## Brief
Working through the lines below, return each one that holds "PartialEq".

## Data for processing
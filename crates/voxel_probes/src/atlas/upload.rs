//! Atlas uploads - hand-off from the cache to the GPU-owning thread.
//!
//! The cache and scheduler produce [`AtlasUpload`]s on any thread and push
//! them through an [`AtlasUploadSender`]. The thread that owns the GPU
//! context drains the queue into an [`AtlasWriter`], proving ownership with
//! a [`GpuContextToken`]. Uploads built for an older layout version than the
//! last applied `Reset` are skipped.

use std::sync::Arc;

use crossbeam_channel::{self as channel, Receiver, Sender};
use glam::UVec2;

use super::encode::{distance_texel, metadata_flags, metadata_texel, visibility_texel, DebugState};
use super::layout::AtlasLayout;
use super::packer::{RadianceAtlasPacker, TileRect};
use crate::cache::{SlotRef, SlotTag};
use crate::gpu::GpuContextToken;
use crate::trace::ProbeSample;

/// A freshly traced (or restored) probe.
#[derive(Clone, Debug)]
pub struct ProbeUpload {
	pub slot: SlotRef,
	pub layout_version: u32,
	pub tile: TileRect,
	pub scalar_texel: UVec2,
	pub sample: Arc<ProbeSample>,
	pub visibility: [f32; 4],
	pub distance: f32,
	pub metadata: [u32; 4],
	pub debug: [u8; 4],
}

/// A slot whose world cell changed and holds nothing valid yet.
#[derive(Clone, Copy, Debug, PartialEq)]
pub struct InvalidateUpload {
	pub slot: SlotRef,
	pub layout_version: u32,
	pub scalar_texel: UVec2,
	pub metadata: [u32; 4],
	pub debug: [u8; 4],
}

/// Debug-atlas state change with no data attached.
#[derive(Clone, Copy, Debug, PartialEq, Eq)]
pub struct DebugUpload {
	pub slot: SlotRef,
	pub layout_version: u32,
	pub scalar_texel: UVec2,
	pub debug: [u8; 4],
}

/// One unit of GPU work.
#[derive(Clone, Debug)]
pub enum AtlasUpload {
	Probe(ProbeUpload),
	Invalidate(InvalidateUpload),
	Debug(DebugUpload),
	/// (Re)allocate every atlas for a new layout.
	Reset(AtlasLayout),
}

impl AtlasUpload {
	/// Upload of a valid sample for the slot named by `tag`.
	pub fn probe(packer: &RadianceAtlasPacker, tag: SlotTag, sample: Arc<ProbeSample>, frame: u64) -> Self {
		AtlasUpload::Probe(ProbeUpload {
			slot: tag.slot(),
			layout_version: tag.layout_version,
			tile: packer.tile_rect(tag.storage, tag.level),
			scalar_texel: packer.scalar_texel(tag.storage, tag.level),
			visibility: visibility_texel(&sample.visibility),
			distance: distance_texel(&sample),
			metadata: metadata_texel(tag.generation, Some(frame), metadata_flags(true, false), tag.layout_version),
			debug: DebugState::Valid.color(),
			sample,
		})
	}

	/// Metadata invalidation for a reassigned slot.
	pub fn invalidate(packer: &RadianceAtlasPacker, slot: SlotRef, generation: u32, layout_version: u32) -> Self {
		AtlasUpload::Invalidate(InvalidateUpload {
			slot,
			layout_version,
			scalar_texel: packer.scalar_texel(slot.storage, slot.level),
			metadata: metadata_texel(generation, None, metadata_flags(false, true), layout_version),
			debug: DebugState::Dirty.color(),
		})
	}

	/// Debug colour for a slot, e.g. when its trace is dispatched.
	pub fn debug_state(packer: &RadianceAtlasPacker, slot: SlotRef, layout_version: u32, state: DebugState) -> Self {
		AtlasUpload::Debug(DebugUpload {
			slot,
			layout_version,
			scalar_texel: packer.scalar_texel(slot.storage, slot.level),
			debug: state.color(),
		})
	}

	/// Layout version the upload was built for.
	pub fn layout_version(&self) -> u32 {
		match self {
			AtlasUpload::Probe(p) => p.layout_version,
			AtlasUpload::Invalidate(i) => i.layout_version,
			AtlasUpload::Debug(d) => d.layout_version,
			AtlasUpload::Reset(layout) => layout.version,
		}
	}
}

/// Texture writes issued while draining the queue.
///
/// Implemented by the renderer backend. Byte slices are tightly packed:
/// `rgba32f` for radiance and visibility, `r32f` for distance, `rgba32u` for
/// metadata and `rgba8` for debug.
pub trait AtlasWriter {
	fn reallocate(&mut self, ctx: &GpuContextToken, layout: &AtlasLayout);
	fn write_radiance(&mut self, ctx: &GpuContextToken, rect: TileRect, rgba32f: &[u8]);
	fn write_visibility(&mut self, ctx: &GpuContextToken, texel: UVec2, rgba32f: &[u8]);
	fn write_distance(&mut self, ctx: &GpuContextToken, texel: UVec2, r32f: &[u8]);
	fn write_metadata(&mut self, ctx: &GpuContextToken, texel: UVec2, rgba32u: &[u8]);
	fn write_debug(&mut self, ctx: &GpuContextToken, texel: UVec2, rgba8: &[u8]);
}

/// Producer side of the upload queue. Cheap to clone and `Send`.
#[derive(Clone, Debug)]
pub struct AtlasUploadSender(Sender<AtlasUpload>);

impl AtlasUploadSender {
	pub fn push(&self, upload: AtlasUpload) {
		// Ignore send error (queue dropped = renderer gone)
		let _ = self.0.send(upload);
	}
}

/// Statistics from one drain.
#[derive(Clone, Copy, Debug, Default, PartialEq, Eq)]
pub struct DrainStats {
	pub probes: usize,
	pub invalidations: usize,
	pub debug_states: usize,
	pub resets: usize,
	/// Uploads built for an older layout.
	pub skipped_stale: usize,
}

/// Consumer side of the upload queue, owned by the GPU phase.
#[derive(Debug)]
pub struct AtlasUploadQueue {
	sender: Sender<AtlasUpload>,
	receiver: Receiver<AtlasUpload>,
	layout_version: Option<u32>,
}

impl AtlasUploadQueue {
	pub fn new() -> Self {
		let (sender, receiver) = channel::unbounded();
		Self {
			sender,
			receiver,
			layout_version: None,
		}
	}

	pub fn sender(&self) -> AtlasUploadSender {
		AtlasUploadSender(self.sender.clone())
	}

	#[inline]
	pub fn len(&self) -> usize {
		self.receiver.len()
	}

	#[inline]
	pub fn is_empty(&self) -> bool {
		self.receiver.is_empty()
	}

	/// Layout version of the last applied reset.
	#[inline]
	pub fn layout_version(&self) -> Option<u32> {
		self.layout_version
	}

	/// Apply every queued upload. Must run on the GPU-owning thread.
	#[cfg_attr(feature = "profiling", tracing::instrument(skip_all, name = "atlas_upload::drain"))]
	pub fn drain<W: AtlasWriter + ?Sized>(&mut self, ctx: &GpuContextToken, writer: &mut W) -> DrainStats {
		let mut stats = DrainStats::default();
		while let Ok(upload) = self.receiver.try_recv() {
			if let AtlasUpload::Reset(layout) = &upload {
				writer.reallocate(ctx, layout);
				self.layout_version = Some(layout.version);
				stats.resets += 1;
				continue;
			}
			if self.layout_version.is_some_and(|v| v != upload.layout_version()) {
				stats.skipped_stale += 1;
				continue;
			}
			match upload {
				AtlasUpload::Probe(p) => {
					writer.write_radiance(ctx, p.tile, bytemuck::cast_slice(&p.sample.texels));
					writer.write_visibility(ctx, p.scalar_texel, bytemuck::bytes_of(&p.visibility));
					writer.write_distance(ctx, p.scalar_texel, bytemuck::bytes_of(&p.distance));
					writer.write_metadata(ctx, p.scalar_texel, bytemuck::bytes_of(&p.metadata));
					writer.write_debug(ctx, p.scalar_texel, bytemuck::bytes_of(&p.debug));
					stats.probes += 1;
				}
				AtlasUpload::Invalidate(i) => {
					writer.write_metadata(ctx, i.scalar_texel, bytemuck::bytes_of(&i.metadata));
					writer.write_debug(ctx, i.scalar_texel, bytemuck::bytes_of(&i.debug));
					stats.invalidations += 1;
				}
				AtlasUpload::Debug(d) => {
					writer.write_debug(ctx, d.scalar_texel, bytemuck::bytes_of(&d.debug));
					stats.debug_states += 1;
				}
				AtlasUpload::Reset(_) => {}
			}
		}
		stats
	}
}

impl Default for AtlasUploadQueue {
	fn default() -> Self {
		Self::new()
	}
}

## Task solution
#[derive(Clone, Copy, Debug, PartialEq)]
#[derive(Clone, Copy, Debug, PartialEq, Eq)]
#[derive(Clone, Copy, Debug, Default, PartialEq, Eq)]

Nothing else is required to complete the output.